Johann Gabriel Seidl

Trostreiches Sterben

Es ist um eine Flieg' ein kleines Ding,
Für unsre großen Dichter zu gering;
Wir kleinern mögen uns damit befassen,
Was mag sich auch von Fliegen sagen lassen? –

Ei seht! – Fürs erste sind sie flink und frisch,
Sodann gesellig, Gäst' an jedem Tisch,
Keck, sagen wir, als ob, was wir so schelten,
Nicht könnt' als Liebe zu den Menschen gelten.

Und wie gewandt sie sind!
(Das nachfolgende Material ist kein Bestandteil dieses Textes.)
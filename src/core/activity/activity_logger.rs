// The activity logger: append a rendered block to the per-room log, then
// fold the entry into the JSON metadata sidecar.
//
// The store trait is the seam. The file-backed implementation lives in
// infra/; tests use an in-memory store. Appends for all rooms are
// serialized through one mutex so a pair of near-simultaneous messages
// cannot interleave their log write and metadata rewrite.

use super::activity_models::{LogEntry, LogMetadata};
use async_trait::async_trait;
use tokio::sync::Mutex;

#[derive(Debug, thiserror::Error)]
pub enum ActivityError {
    #[error("IO error: {0}")]
    Io(#[from] std::io::Error),
    #[error("Serialization error: {0}")]
    Serialization(#[from] serde_json::Error),
}

#[async_trait]
pub trait ActivityStore: Send + Sync {
    /// Create the log file (with its header) and an empty metadata sidecar
    /// if they do not exist yet. Must not touch existing files.
    async fn ensure_initialized(&self, room_id: u64) -> Result<(), ActivityError>;

    /// Append one rendered block to the log file.
    async fn append_block(&self, room_id: u64, block: &str) -> Result<(), ActivityError>;

    /// Read the current metadata, or None if the room has never logged.
    async fn read_metadata(&self, room_id: u64) -> Result<Option<LogMetadata>, ActivityError>;

    /// Replace the metadata sidecar. Implementations must make this
    /// all-or-nothing (write to a temp file, then rename).
    async fn write_metadata(&self, room_id: u64, meta: &LogMetadata) -> Result<(), ActivityError>;
}

pub struct ActivityLogger<S: ActivityStore> {
    store: S,
    write_lock: Mutex<()>,
}

impl<S: ActivityStore> ActivityLogger<S> {
    pub fn new(store: S) -> Self {
        Self {
            store,
            write_lock: Mutex::new(()),
        }
    }

    pub fn store(&self) -> &S {
        &self.store
    }

    /// Record one accepted entry. After return the log holds exactly one
    /// more block, `message_count` is one higher, and the author id is in
    /// `unique_users`.
    pub async fn record(&self, room_id: u64, entry: &LogEntry) -> Result<(), ActivityError> {
        let _guard = self.write_lock.lock().await;

        self.store.ensure_initialized(room_id).await?;
        self.store.append_block(room_id, &entry.render()).await?;

        let mut meta = self
            .store
            .read_metadata(room_id)
            .await?
            .unwrap_or_else(|| LogMetadata::new(room_id, entry.timestamp));
        meta.absorb(entry);
        self.store.write_metadata(room_id, &meta).await
    }

    /// Current aggregates for a room, or None before the first append.
    pub async fn stats(&self, room_id: u64) -> Result<Option<LogMetadata>, ActivityError> {
        self.store.read_metadata(room_id).await
    }
}

#[cfg(test)]
mod tests {
    use super::*;
    use crate::core::activity::activity_models::LogEntry;
    use chrono::Utc;
    use std::collections::HashMap;
    use std::sync::Mutex as StdMutex;

    #[derive(Default)]
    struct MemoryStore {
        logs: StdMutex<HashMap<u64, String>>,
        meta: StdMutex<HashMap<u64, LogMetadata>>,
        headers_written: StdMutex<HashMap<u64, u32>>,
    }

    #[async_trait]
    impl ActivityStore for MemoryStore {
        async fn ensure_initialized(&self, room_id: u64) -> Result<(), ActivityError> {
            let mut logs = self.logs.lock().unwrap();
            if !logs.contains_key(&room_id) {
                logs.insert(room_id, format!("=== Room {room_id} Log ===\n"));
                *self
                    .headers_written
                    .lock()
                    .unwrap()
                    .entry(room_id)
                    .or_insert(0) += 1;
            }
            Ok(())
        }

        async fn append_block(&self, room_id: u64, block: &str) -> Result<(), ActivityError> {
            self.logs
                .lock()
                .unwrap()
                .entry(room_id)
                .or_default()
                .push_str(block);
            Ok(())
        }

        async fn read_metadata(&self, room_id: u64) -> Result<Option<LogMetadata>, ActivityError> {
            Ok(self.meta.lock().unwrap().get(&room_id).cloned())
        }

        async fn write_metadata(
            &self,
            room_id: u64,
            meta: &LogMetadata,
        ) -> Result<(), ActivityError> {
            self.meta.lock().unwrap().insert(room_id, meta.clone());
            Ok(())
        }
    }

    fn entry(author_id: u64, content: &str) -> LogEntry {
        LogEntry {
            timestamp: Utc::now(),
            author_id,
            author_name: format!("user{author_id}"),
            content: content.to_string(),
            attachment_urls: Vec::new(),
            reactions: Vec::new(),
            message_id: author_id * 1000,
        }
    }

    #[tokio::test]
    async fn count_matches_entries_and_users_are_distinct() {
        let logger = ActivityLogger::new(MemoryStore::default());

        // Arrival order shouldn't matter for the aggregates.
        for (author, text) in [(3, "c"), (1, "a"), (2, "b"), (1, "again"), (3, "and again")] {
            logger.record(7, &entry(author, text)).await.unwrap();
        }

        let meta = logger.stats(7).await.unwrap().unwrap();
        assert_eq!(meta.message_count, 5);
        let mut users = meta.unique_users.clone();
        users.sort_unstable();
        assert_eq!(users, vec![1, 2, 3]);
    }

    #[tokio::test]
    async fn header_is_written_once() {
        let logger = ActivityLogger::new(MemoryStore::default());
        logger.record(7, &entry(1, "first")).await.unwrap();
        logger.record(7, &entry(2, "second")).await.unwrap();

        assert_eq!(
            logger.store().headers_written.lock().unwrap().get(&7),
            Some(&1)
        );
    }

    #[tokio::test]
    async fn stats_is_none_before_first_record() {
        let logger = ActivityLogger::new(MemoryStore::default());
        assert!(logger.stats(7).await.unwrap().is_none());
    }

    #[tokio::test]
    async fn rooms_are_independent() {
        let logger = ActivityLogger::new(MemoryStore::default());
        logger.record(1, &entry(10, "one")).await.unwrap();
        logger.record(2, &entry(20, "two")).await.unwrap();

        assert_eq!(logger.stats(1).await.unwrap().unwrap().unique_users, vec![10]);
        assert_eq!(logger.stats(2).await.unwrap().unwrap().unique_users, vec![20]);
    }
}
Wer läuft, wie sie,
Kopfüber an der Wand und fällt doch nie?
Sie haben Flügel, solche Tierchen Flügel,
Und unser Fuß erlahmt an einem Hügel.

Froh sind sie auch, und ach, wie froh sie sind!
Was braucht zu seiner Freud' ein Menschenkind!
Ein Abendstrahl durch eine Kerkerlücke,
Und hundert Fliegen sonnen sich im Glücke.

Und wenn der Herbst Marienfäden spinnt,
Und wenn des Jahres Sand zur Neige rinnt,
Und wenn der Frost aus feuchten Wänden schauert,
Da hab' ich euch, ihr Tierchen, oft bedauert.

Da sucht ihr bänglich alle Winkel auf,
Da taumelt ihr wie schwindelnd oft im Lauf,
Und summt, als wolltet ihr's einander klagen:
»Du, frierst du auch? Mein Stündlein hat geschlagen!«

Doch nein, so trostlos sei das Scheiden nicht!
Sieh, dort das Fenster hell vom Abendlicht!
Der lieben Sonne letzter lauer Schimmer,
Des Herbstes Abschiedsgruß vom dumpfen Zimmer!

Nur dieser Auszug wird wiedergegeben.